Correlation Between Helicobacter Pylori Infection, Gene Methylation, and Host Genetic Polymorphisms in Gastric Cancer

This study investigated how Helicobacter pylori (Hp) infection and host genetic variations contribute to gene-specific DNA methylation patterns in the development of gastric cancer in Iraqi patients. Seven genes (CYP2E1, HIN-1, MT2A, CASP3, CDKN1A, MSH6, and EpCAM) known to play roles in inflammation, DNA repair, and apoptosis were selected for methylation analysis. A total of 67 gastric tissue samples were analyzed using Methylation-Sensitive High-Resolution Melting (MS-HRM), including samples from 30 gastric cancer patients and 37 gastritis patients (subdivided by Hp status and post-eradication treatment).
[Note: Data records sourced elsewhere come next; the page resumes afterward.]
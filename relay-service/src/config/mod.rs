use serde::Deserialize;
use service_core::config as core_config;
use service_core::error::AppError;
use std::env;

/// Default Gemini model used for both chat and diagnostics.
const DEFAULT_MODEL: &str = "gemini-1.5-flash";

#[derive(Debug, Clone, Deserialize)]
pub struct RelayConfig {
    #[serde(flatten)]
    pub common: core_config::Config,
    pub provider: ProviderKind,
    pub google: GoogleConfig,
}

#[derive(Debug, Clone, Deserialize)]
pub struct GoogleConfig {
    /// May be empty outside production; provider calls then fail with a
    /// configuration error instead of aborting startup.
    pub api_key: String,
    pub model: String,
}

/// Which text provider backs the relay.
#[derive(Debug, Clone, Copy, PartialEq, Eq, Deserialize)]
#[serde(rename_all = "lowercase")]
pub enum ProviderKind {
    Gemini,
    Mock,
}

impl std::str::FromStr for ProviderKind {
    type Err = AppError;

    fn from_str(s: &str) -> Result<Self, Self::Err> {
        match s.trim().to_ascii_lowercase().as_str() {
            "gemini" => Ok(ProviderKind::Gemini),
            "mock" => Ok(ProviderKind::Mock),
            other => Err(AppError::ConfigError(anyhow::anyhow!(
                "GENAI_PROVIDER must be 'gemini' or 'mock', got '{}'",
                other
            ))),
        }
    }
}

impl RelayConfig {
    pub fn load() -> Result<Self, AppError> {
        let common_config = core_config::Config::load()?;
        let is_prod = env::var("ENVIRONMENT").unwrap_or_else(|_| "dev".to_string()) == "prod";

        Ok(RelayConfig {
            common: common_config,
            provider: get_env("GENAI_PROVIDER", Some("gemini"), false)?.parse()?,
            google: GoogleConfig {
                api_key: get_env("GEMINI_API_KEY", Some(""), is_prod)?,
                model: get_env("GEMINI_MODEL", Some(DEFAULT_MODEL), false)?,
            },
        })
    }
}

fn get_env(key: &str, default: Option<&str>, is_prod: bool) -> Result<String, AppError> {
    match env::var(key) {
        Ok(val) => Ok(val),
        Err(_) => {
            if is_prod {
                Err(AppError::ConfigError(anyhow::anyhow!(
                    "{} is required in production but not set",
                    key
                )))
            } else if let Some(def) = default {
                Ok(def.to_string())
            } else {
                Err(AppError::ConfigError(anyhow::anyhow!(
                    "{} is required but not set",
                    key
                )))
            }
        }
    }
}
Results revealed significantly higher methylation frequencies in gastric cancer, particularly for CYP2E1 (80%), CASP3 (86.7%), and EpCAM (20%), compared to gastritis. Notably, CDKN1A exhibited 100% methylation across all cases, regardless of Hp status or disease stage. Certain polymorphic genotypes, including CYP2E1 T/T and CASP3 A/A, were strongly associated with increased methylation. Post-eradication analysis showed only limited reversal of methylation in some genes, such as MSH6, EpCAM, and MT2A. These findings suggest that the combined impact of Hp infection, host genetic variation, and epigenetic silencing may contribute significantly to gastric carcinogenesis. Moreover, gene methylation patterns, particularly in CYP2E1, CASP3, and EpCAM, may serve as valuable biomarkers for early detection and risk stratification of gastric cancer in clinical practice.